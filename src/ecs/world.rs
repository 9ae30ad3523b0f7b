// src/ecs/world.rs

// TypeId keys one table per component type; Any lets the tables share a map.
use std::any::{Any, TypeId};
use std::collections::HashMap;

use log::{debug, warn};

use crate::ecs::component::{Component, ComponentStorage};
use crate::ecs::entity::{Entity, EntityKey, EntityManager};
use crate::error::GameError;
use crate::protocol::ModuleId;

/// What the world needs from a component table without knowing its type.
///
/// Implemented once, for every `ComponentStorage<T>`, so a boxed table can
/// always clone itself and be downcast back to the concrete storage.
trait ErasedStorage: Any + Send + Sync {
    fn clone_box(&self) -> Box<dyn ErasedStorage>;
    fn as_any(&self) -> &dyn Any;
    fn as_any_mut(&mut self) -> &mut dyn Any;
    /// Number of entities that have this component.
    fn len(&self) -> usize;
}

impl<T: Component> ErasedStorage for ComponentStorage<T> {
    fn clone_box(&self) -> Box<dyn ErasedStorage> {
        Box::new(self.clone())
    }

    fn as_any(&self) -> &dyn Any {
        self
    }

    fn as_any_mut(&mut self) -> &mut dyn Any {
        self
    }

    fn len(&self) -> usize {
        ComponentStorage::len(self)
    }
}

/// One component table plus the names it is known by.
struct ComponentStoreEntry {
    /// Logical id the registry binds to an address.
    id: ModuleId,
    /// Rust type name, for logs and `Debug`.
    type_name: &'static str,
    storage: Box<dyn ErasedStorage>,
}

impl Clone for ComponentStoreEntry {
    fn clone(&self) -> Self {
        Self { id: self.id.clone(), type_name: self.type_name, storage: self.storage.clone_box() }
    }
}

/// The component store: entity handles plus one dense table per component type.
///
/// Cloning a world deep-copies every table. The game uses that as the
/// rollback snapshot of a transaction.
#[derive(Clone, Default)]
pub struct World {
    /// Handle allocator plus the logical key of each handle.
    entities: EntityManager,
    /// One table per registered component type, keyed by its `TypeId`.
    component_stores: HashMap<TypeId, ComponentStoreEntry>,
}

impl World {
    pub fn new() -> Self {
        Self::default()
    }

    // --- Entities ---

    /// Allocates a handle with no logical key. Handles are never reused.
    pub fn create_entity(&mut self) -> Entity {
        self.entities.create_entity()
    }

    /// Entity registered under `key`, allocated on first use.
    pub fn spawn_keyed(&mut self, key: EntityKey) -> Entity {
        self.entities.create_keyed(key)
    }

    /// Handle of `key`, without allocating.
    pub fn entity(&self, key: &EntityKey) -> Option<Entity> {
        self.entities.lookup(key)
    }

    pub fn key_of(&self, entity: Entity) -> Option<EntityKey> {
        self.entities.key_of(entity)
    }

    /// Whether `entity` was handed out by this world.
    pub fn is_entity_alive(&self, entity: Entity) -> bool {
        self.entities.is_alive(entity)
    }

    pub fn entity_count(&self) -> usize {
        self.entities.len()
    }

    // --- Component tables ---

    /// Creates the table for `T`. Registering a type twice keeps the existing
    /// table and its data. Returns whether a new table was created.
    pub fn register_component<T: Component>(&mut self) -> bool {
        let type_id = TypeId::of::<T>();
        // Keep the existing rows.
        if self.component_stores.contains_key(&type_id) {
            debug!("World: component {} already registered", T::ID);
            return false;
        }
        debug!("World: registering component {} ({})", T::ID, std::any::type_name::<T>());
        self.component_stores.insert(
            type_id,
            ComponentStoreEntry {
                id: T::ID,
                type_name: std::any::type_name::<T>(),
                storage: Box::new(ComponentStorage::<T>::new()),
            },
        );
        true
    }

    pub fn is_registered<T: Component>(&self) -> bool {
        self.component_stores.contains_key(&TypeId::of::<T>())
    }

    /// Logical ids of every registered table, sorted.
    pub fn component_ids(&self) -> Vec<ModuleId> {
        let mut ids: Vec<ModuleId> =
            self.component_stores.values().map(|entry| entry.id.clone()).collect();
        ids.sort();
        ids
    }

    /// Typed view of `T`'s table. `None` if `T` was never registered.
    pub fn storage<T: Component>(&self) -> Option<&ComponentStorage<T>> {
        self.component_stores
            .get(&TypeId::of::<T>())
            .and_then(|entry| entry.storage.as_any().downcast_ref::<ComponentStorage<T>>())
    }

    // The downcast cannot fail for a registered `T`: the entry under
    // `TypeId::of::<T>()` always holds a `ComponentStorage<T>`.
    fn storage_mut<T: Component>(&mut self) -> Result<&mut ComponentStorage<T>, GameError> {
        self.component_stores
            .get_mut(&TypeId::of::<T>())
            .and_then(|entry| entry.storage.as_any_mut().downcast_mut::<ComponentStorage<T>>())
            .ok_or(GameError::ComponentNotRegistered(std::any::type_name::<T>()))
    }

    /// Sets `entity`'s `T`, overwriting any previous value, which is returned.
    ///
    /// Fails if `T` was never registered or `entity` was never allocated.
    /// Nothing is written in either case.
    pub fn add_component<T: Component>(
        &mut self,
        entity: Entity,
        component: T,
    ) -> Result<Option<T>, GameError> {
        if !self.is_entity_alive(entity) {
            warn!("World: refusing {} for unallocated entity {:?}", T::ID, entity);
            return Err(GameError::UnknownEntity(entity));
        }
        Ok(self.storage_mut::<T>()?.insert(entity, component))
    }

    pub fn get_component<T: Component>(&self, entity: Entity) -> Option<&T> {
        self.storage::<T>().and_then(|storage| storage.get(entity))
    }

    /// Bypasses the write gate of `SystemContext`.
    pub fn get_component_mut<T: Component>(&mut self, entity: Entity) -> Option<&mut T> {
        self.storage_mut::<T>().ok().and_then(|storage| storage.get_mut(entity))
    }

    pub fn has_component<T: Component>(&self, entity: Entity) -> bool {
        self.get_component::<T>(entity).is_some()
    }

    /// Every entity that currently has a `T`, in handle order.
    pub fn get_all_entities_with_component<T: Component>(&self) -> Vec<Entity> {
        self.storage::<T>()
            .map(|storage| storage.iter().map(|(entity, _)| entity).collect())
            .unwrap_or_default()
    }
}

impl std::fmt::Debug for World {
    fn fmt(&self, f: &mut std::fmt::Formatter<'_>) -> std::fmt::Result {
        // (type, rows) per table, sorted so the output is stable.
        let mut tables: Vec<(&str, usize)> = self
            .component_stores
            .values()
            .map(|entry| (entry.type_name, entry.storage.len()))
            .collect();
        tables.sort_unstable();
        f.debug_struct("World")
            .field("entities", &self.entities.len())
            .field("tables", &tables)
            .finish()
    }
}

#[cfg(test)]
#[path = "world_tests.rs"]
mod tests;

########

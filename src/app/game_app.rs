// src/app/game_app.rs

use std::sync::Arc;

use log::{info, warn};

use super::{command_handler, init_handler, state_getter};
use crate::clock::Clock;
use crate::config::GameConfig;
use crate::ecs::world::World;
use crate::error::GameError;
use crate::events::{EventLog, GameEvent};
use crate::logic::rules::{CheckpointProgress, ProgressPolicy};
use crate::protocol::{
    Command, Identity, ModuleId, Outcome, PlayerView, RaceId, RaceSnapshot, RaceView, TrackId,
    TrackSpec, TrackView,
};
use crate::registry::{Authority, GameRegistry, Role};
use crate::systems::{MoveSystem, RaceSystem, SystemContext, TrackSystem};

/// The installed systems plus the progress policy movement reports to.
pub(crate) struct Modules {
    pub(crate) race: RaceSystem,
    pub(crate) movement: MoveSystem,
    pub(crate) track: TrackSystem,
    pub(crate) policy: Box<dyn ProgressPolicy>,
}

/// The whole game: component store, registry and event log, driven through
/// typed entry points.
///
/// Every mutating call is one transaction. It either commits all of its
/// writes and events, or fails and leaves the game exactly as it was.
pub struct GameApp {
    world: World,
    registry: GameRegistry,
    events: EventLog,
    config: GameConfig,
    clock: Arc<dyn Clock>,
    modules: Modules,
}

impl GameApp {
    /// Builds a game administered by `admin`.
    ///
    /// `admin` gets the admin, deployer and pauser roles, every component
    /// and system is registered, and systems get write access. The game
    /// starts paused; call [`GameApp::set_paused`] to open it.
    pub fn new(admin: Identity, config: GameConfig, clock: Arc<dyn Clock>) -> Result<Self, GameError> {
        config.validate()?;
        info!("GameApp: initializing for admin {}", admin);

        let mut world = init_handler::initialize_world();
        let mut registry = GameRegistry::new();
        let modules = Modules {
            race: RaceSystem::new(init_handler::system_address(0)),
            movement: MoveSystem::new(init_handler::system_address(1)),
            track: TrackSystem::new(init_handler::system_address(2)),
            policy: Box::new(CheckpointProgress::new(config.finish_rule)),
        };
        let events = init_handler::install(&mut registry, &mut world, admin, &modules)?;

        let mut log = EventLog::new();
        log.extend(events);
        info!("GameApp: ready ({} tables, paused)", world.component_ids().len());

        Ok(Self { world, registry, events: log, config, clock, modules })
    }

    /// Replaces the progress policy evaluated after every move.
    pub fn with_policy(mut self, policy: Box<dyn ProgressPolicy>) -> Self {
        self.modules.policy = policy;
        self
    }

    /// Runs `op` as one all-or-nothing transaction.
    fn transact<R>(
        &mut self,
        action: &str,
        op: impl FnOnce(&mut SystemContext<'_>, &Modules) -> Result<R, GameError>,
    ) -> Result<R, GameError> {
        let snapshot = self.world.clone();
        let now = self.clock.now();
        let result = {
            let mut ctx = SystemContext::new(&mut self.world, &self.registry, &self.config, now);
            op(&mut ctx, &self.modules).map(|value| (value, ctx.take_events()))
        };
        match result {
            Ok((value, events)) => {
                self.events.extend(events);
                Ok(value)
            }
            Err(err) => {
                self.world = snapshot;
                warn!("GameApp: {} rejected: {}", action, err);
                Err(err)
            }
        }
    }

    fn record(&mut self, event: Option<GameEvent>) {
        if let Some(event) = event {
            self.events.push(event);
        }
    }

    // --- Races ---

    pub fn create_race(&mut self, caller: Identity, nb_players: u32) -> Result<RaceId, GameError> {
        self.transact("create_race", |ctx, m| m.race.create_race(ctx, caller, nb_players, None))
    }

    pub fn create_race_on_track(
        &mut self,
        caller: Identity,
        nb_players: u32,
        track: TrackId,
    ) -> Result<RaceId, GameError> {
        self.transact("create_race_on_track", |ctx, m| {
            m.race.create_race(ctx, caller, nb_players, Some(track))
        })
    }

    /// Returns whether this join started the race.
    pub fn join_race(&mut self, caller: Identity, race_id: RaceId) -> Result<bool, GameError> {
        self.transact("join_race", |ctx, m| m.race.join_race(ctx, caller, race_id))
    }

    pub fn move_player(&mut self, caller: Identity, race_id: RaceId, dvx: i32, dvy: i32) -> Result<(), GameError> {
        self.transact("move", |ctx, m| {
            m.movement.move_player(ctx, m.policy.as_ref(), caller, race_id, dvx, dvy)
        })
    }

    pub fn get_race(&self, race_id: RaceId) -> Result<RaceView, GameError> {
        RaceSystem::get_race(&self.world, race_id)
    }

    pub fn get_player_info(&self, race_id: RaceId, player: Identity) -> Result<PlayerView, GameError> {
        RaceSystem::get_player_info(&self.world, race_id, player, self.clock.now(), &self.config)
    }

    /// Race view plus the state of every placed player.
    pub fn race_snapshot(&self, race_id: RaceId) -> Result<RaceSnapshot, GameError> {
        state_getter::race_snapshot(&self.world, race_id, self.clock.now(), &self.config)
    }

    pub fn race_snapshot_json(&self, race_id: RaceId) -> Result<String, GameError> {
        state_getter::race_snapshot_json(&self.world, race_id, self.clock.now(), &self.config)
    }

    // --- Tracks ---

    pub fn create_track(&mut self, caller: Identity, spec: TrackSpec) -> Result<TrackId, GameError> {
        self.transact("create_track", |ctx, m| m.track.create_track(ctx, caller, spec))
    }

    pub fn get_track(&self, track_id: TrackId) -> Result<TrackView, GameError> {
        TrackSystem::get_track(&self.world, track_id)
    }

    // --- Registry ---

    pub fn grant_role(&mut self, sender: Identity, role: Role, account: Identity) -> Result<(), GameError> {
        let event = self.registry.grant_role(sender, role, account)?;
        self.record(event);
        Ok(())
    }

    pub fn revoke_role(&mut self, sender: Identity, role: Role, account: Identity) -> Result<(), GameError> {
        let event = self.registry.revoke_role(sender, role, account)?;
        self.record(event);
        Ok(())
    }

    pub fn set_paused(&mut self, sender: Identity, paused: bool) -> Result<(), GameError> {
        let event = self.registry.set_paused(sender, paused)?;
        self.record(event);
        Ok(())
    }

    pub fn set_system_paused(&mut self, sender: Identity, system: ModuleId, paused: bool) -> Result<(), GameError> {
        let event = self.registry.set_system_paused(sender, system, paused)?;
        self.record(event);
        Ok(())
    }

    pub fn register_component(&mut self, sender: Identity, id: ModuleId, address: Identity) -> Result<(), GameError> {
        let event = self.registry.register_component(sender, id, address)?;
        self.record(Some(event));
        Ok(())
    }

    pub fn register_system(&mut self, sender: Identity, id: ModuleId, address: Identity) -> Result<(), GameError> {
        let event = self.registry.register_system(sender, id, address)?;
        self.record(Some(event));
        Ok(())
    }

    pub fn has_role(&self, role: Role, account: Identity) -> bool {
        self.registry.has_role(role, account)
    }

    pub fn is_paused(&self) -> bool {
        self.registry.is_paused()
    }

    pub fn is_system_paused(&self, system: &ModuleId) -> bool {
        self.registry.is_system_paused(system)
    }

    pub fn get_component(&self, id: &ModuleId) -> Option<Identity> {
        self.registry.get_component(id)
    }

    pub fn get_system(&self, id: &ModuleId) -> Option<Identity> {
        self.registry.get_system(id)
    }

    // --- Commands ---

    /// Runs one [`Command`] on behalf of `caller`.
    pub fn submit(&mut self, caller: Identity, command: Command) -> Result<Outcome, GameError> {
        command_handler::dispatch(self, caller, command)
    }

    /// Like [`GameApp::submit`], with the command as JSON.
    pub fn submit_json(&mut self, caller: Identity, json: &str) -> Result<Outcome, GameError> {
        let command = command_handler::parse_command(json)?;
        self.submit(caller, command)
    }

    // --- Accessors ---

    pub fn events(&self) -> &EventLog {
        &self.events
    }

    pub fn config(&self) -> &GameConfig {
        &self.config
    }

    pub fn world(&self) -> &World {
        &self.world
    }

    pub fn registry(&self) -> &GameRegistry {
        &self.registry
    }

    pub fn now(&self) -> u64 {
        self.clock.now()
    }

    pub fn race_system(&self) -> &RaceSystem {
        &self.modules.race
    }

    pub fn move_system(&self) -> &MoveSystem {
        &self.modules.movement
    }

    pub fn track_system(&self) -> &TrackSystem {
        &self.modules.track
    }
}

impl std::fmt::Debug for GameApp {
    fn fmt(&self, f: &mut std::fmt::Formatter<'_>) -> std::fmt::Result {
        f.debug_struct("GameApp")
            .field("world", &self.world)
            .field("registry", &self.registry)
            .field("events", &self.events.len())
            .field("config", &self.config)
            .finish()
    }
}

########

**What to work on**
Whenever a line in the material above holds the string "GameEvent", copy that line in full.

**Solution for this exercise**
use crate::events::{EventLog, GameEvent};
    fn record(&mut self, event: Option<GameEvent>) {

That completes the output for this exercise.